## ASSIGNMENT
Return exactly the lines below, starting with the one that has "Some(b) if s <" and going on through the one that has "use crate::search::exact::kmp_search;".

## Records from a dataset
◇ ◇ ◇

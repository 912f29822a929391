/*!
# String-Search Library

Algorithms over arbitrary 8-bit byte strings (alphabet size 256, no
Unicode-aware matching): exact matchers ([`exact`]), edit distances
([`edit_distance`]), their Sellers fuzzy substring-matching counterparts
([`fuzzy`]), and the road-name lookup wrappers that tie all of the above to
[`crate::core::graph::Road`] selection ([`lookup`]).
*/

pub mod edit_distance;
pub mod exact;
pub mod fuzzy;
pub mod lookup;
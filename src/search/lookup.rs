/*!
# Road Lookup

Three wrappers that reduce a choice of string-matching algorithm to road
selection over [`crate::core::graph::Graph`]: exact substring search, plain
edit distance, and fuzzy (Sellers) substring distance. Each returns every
road tied for best under the chosen metric, since which one the caller wants
when several tie is a driver decision, not this library's.
*/

use crate::core::graph::{Graph, RoadId};

/// Every road whose name contains at least one occurrence of `pattern`,
/// using whatever exact matcher `matcher` wraps (naive, a Boyer–Moore
/// variant, or KMP — they all agree on the occurrence list, see
/// [`crate::search::exact`]'s tests).
pub fn exact_match(graph: &Graph, matcher: impl Fn(&[u8], &[u8]) -> Vec<usize>, pattern: &[u8]) -> Vec<RoadId> {
    graph
        .roads()
        .filter(|road| !matcher(road.name.as_bytes(), pattern).is_empty())
        .map(|road| road.id)
        .collect()
    // Note: `matcher(text, pattern)` — the exact-matcher signature takes
    // `text` first, `pattern` second, consistent with `crate::search::exact`.
}

/// Every road minimizing `distance(road.name, query)` under an edit-distance
/// metric; ties are all returned rather than arbitrarily broken.
pub fn distance_lookup(
    graph: &Graph,
    distance: impl Fn(&[u8], &[u8]) -> u64,
    query: &[u8],
) -> Vec<RoadId> {
    best_by_score(graph, |road| distance(road.name.as_bytes(), query))
}

/// Every road minimizing the Sellers fuzzy distance of `query` to any
/// substring of `road.name`.
pub fn fuzzy_lookup(graph: &Graph, fuzzy: impl Fn(&[u8], &[u8]) -> u64, query: &[u8]) -> Vec<RoadId> {
    best_by_score(graph, |road| fuzzy(query, road.name.as_bytes()))
}

fn best_by_score(graph: &Graph, score: impl Fn(&crate::core::graph::Road) -> u64) -> Vec<RoadId> {
    let mut best: Option<u64> = None;
    let mut winners = Vec::new();
    for road in graph.roads() {
        let s = score(road);
        match best {
            None => {
                best = Some(s);
                winners = vec![road.id];
            }
            Some(b) if s < b => {
                best = Some(s);
                winners = vec![road.id];
            }
            Some(b) if s == b => {
                winners.push(road.id);
            }
            _ => {}
        }
    }
    winners
}

#[cfg(test)]
mod tests {
    use super::*;
    use crate::core::graph::{Graph, RoadId, VertexId};
    use crate::search::edit_distance::levenshtein_matrix;
    use crate::search::exact::kmp_search;
    use crate::search::fuzzy::fuzzy_levenshtein_matrix;

    fn road_graph() -> Graph {
        let mut g = Graph::new(1000, 1000, 1.0);
        let a = g.add_vertex(VertexId(1), 0, 0).unwrap();
        let b = g.add_vertex(VertexId(2), 10, 0).unwrap();
        let r1 = g.add_road(RoadId(1), "Rua do Sol", false);
        let r2 = g.add_road(RoadId(2), "Rua do Mar", false);
        let r3 = g.add_road(RoadId(3), "Avenida Central", false);
        g.add_edge(a, b, r1);
        g.add_edge(a, b, r2);
        g.add_edge(a, b, r3);
        g
    }

    #[test]
    fn exact_match_finds_roads_containing_pattern() {
        let g = road_graph();
        let mut hits = exact_match(&g, kmp_search, b"Rua");
        hits.sort_by_key(|r| r.0);
        assert_eq!(hits, vec![RoadId(1), RoadId(2)]);
    }

    #[test]
    fn exact_match_is_empty_match_when_nothing_hits() {
        let g = road_graph();
        assert!(exact_match(&g, kmp_search, b"Nonexistent").is_empty());
    }

    #[test]
    fn distance_lookup_picks_the_single_closest_name() {
        let g = road_graph();
        let hits = distance_lookup(&g, |a, b| levenshtein_matrix(a, b) as u64, b"Rua do Sal");
        assert_eq!(hits, vec![RoadId(1)]);
    }

    #[test]
    fn fuzzy_lookup_can_return_a_tie() {
        let mut g = Graph::new(1000, 1000, 1.0);
        let a = g.add_vertex(VertexId(1), 0, 0).unwrap();
        let b = g.add_vertex(VertexId(2), 10, 0).unwrap();
        let r1 = g.add_road(RoadId(1), "rua do sol", false);
        let r2 = g.add_road(RoadId(2), "rua do sel", false);
        g.add_edge(a, b, r1);
        g.add_edge(a, b, r2);

        let mut hits = fuzzy_lookup(&g, |p, t| fuzzy_levenshtein_matrix(p, t) as u64, b"rua do sul");
        hits.sort_by_key(|r| r.0);
        assert_eq!(hits, vec![RoadId(1), RoadId(2)]);
    }
}
/*!
# Graph Serialization

JSON and binary (bincode) snapshots of a [`Graph`]'s topology: vertices,
edges and roads, plus the canvas geometry. Planner scratch fields are
intentionally excluded — the system has no persistence story for in-progress
planning (see the non-goals), only for the map itself, so a reload always
starts from a freshly [`Graph::clear`]-ed state.
*/

use std::fs::File;
use std::io::{BufReader, BufWriter};
use std::path::Path;

use serde::{Deserialize, Serialize};

use crate::core::error::Result;
use crate::core::graph::{Graph, RoadId, VertexId};

#[derive(Debug, Clone, Serialize, Deserialize)]
struct SerializableVertex {
    id: i64,
    x: i32,
    y: i32,
    accidented: bool,
}

#[derive(Debug, Clone, Serialize, Deserialize)]
struct SerializableRoad {
    id: i64,
    name: String,
    bothways: bool,
}

/// A flat, serializable snapshot of a [`Graph`]'s topology.
#[derive(Debug, Clone, Serialize, Deserialize)]
pub struct SerializableGraph {
    width: i32,
    height: i32,
    scale: f64,
    vertices: Vec<SerializableVertex>,
    roads: Vec<SerializableRoad>,
    /// `(road_id, forward_or_backward, source_id, target_id, weight, accidented)`,
    /// in each road's original traversal order so re-loading reconstructs
    /// `road.forward`/`road.backward` identically.
    edges: Vec<(i64, bool, i64, i64, f64, bool)>,
}

impl SerializableGraph {
    pub fn from_graph(graph: &Graph) -> Self {
        let vertices = graph
            .node_ids()
            .map(|n| {
                let v = graph.vertex(n).expect("node id came from this graph");
                SerializableVertex { id: v.id.0, x: v.x, y: v.y, accidented: v.is_accidented() }
            })
            .collect();

        let mut roads = Vec::new();
        let mut edges = Vec::new();
        for road in graph.roads() {
            roads.push(SerializableRoad {
                id: road.id.0,
                name: road.name.clone(),
                bothways: road.bothways,
            });
            for &e in &road.forward {
                let edge = graph.edge(e).expect("edge id came from this graph's road");
                let src = graph.vertex(edge.source).unwrap().id.0;
                let tgt = graph.vertex(edge.target).unwrap().id.0;
                edges.push((road.id.0, true, src, tgt, edge.weight, edge.is_accidented()));
            }
            for &e in &road.backward {
                let edge = graph.edge(e).expect("edge id came from this graph's road");
                let src = graph.vertex(edge.source).unwrap().id.0;
                let tgt = graph.vertex(edge.target).unwrap().id.0;
                edges.push((road.id.0, false, src, tgt, edge.weight, edge.is_accidented()));
            }
        }

        SerializableGraph {
            width: graph.width,
            height: graph.height,
            scale: graph.scale,
            vertices,
            roads,
            edges,
        }
    }

    pub fn into_graph(self) -> Result<Graph> {
        let mut graph = Graph::new(self.width, self.height, self.scale);
        for v in &self.vertices {
            let node = graph.add_vertex(VertexId(v.id), v.x, v.y)?;
            if v.accidented {
                graph.vertex_accident(node);
            }
        }
        for r in &self.roads {
            graph.add_road(RoadId(r.id), r.name.clone(), r.bothways);
        }
        for &(road_id, forward, src, tgt, weight, accidented) in &self.edges {
            let src = graph.get_vertex(VertexId(src)).ok_or_else(|| {
                crate::core::error::RoadscribeError::not_found(format!("vertex {src}"))
            })?;
            let tgt = graph.get_vertex(VertexId(tgt)).ok_or_else(|| {
                crate::core::error::RoadscribeError::not_found(format!("vertex {tgt}"))
            })?;
            let edge = graph.add_edge(src, tgt, RoadId(road_id));
            graph.edge_mut(edge).unwrap().weight = weight;
            if accidented {
                graph.edge_accident(edge);
            }
            graph.road_add_edge(RoadId(road_id), edge, forward)?;
        }
        Ok(graph)
    }
}

/// Saves `graph`'s topology as pretty-printed JSON.
pub fn save_json(graph: &Graph, path: impl AsRef<Path>) -> Result<()> {
    let file = File::create(path)?;
    let writer = BufWriter::new(file);
    serde_json::to_writer_pretty(writer, &SerializableGraph::from_graph(graph))?;
    Ok(())
}

/// Loads a graph topology previously written by [`save_json`].
pub fn load_json(path: impl AsRef<Path>) -> Result<Graph> {
    let file = File::open(path)?;
    let reader = BufReader::new(file);
    let snapshot: SerializableGraph = serde_json::from_reader(reader)?;
    snapshot.into_graph()
}

/// Saves `graph`'s topology as a compact bincode blob.
pub fn save_binary(graph: &Graph, path: impl AsRef<Path>) -> Result<()> {
    let file = File::create(path)?;
    let writer = BufWriter::new(file);
    bincode::serialize_into(writer, &SerializableGraph::from_graph(graph))?;
    Ok(())
}

/// Loads a graph topology previously written by [`save_binary`].
pub fn load_binary(path: impl AsRef<Path>) -> Result<Graph> {
    let file = File::open(path)?;
    let reader = BufReader::new(file);
    let snapshot: SerializableGraph = bincode::deserialize_from(reader)?;
    snapshot.into_graph()
}
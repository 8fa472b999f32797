//! Per-request deadline checked at stage boundaries.

use std::time::{Duration, Instant};

use tracing::warn;

use crate::error::{PipelineError, Result};

/// Overall time budget for one request.
#[derive(Debug, Clone, Copy)]
pub struct Deadline {
    started: Instant,
    budget: Duration,
}

impl Deadline {
    /// Start a deadline now.
    pub fn new(budget: Duration) -> Self {
        Self::starting_at(Instant::now(), budget)
    }

    pub fn starting_at(started: Instant, budget: Duration) -> Self {
        Self { started, budget }
    }

    /// The full budget. This is the payload of every `Timeout` error.
    pub fn budget(&self) -> Duration {
        self.budget
    }

    pub fn elapsed(&self) -> Duration {
        self.started.elapsed()
    }

    /// Time left, zero once expired.
    pub fn remaining(&self) -> Duration {
        self.budget.saturating_sub(self.started.elapsed())
    }

    pub fn is_expired(&self) -> bool {
        self.started.elapsed() >= self.budget
    }

    /// Checkpoint: fail with `Timeout` if the budget is spent.
    pub fn check(&self, checkpoint: &str) -> Result<()> {
        if self.is_expired() {
            warn!(
                "Deadline of {:?} exceeded before {} ({:?} elapsed)",
                self.budget,
                checkpoint,
                self.elapsed()
            );
            return Err(PipelineError::Timeout(self.budget));
        }
        Ok(())
    }
}

#[cfg(test)]
mod tests {
    use super::*;

    #[test]
    fn test_fresh_deadline_passes() {
        let deadline = Deadline::new(Duration::from_secs(60));
        assert!(deadline.check("normalize").is_ok());
        assert!(deadline.remaining() > Duration::from_secs(59));
    }

    #[test]
    fn test_expired_deadline_times_out() {
        let started = Instant::now() - Duration::from_millis(20);
        let deadline = Deadline::starting_at(started, Duration::from_millis(10));
        assert!(deadline.is_expired());
        assert_eq!(deadline.remaining(), Duration::ZERO);
        assert!(matches!(
            deadline.check("layout"),
            Err(PipelineError::Timeout(budget)) if budget == Duration::from_millis(10)
        ));
    }
}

◇ ◇ ◇

## WRITTEN ANSWER
            Some(b) if s < b => {
                best = Some(s);
                winners = vec![road.id];
            }
            Some(b) if s == b => {
                winners.push(road.id);
            }
            _ => {}
        }
    }
    winners
}

#[cfg(test)]
mod tests {
    use super::*;
    use crate::core::graph::{Graph, RoadId, VertexId};
    use crate::search::edit_distance::levenshtein_matrix;
    use crate::search::exact::kmp_search;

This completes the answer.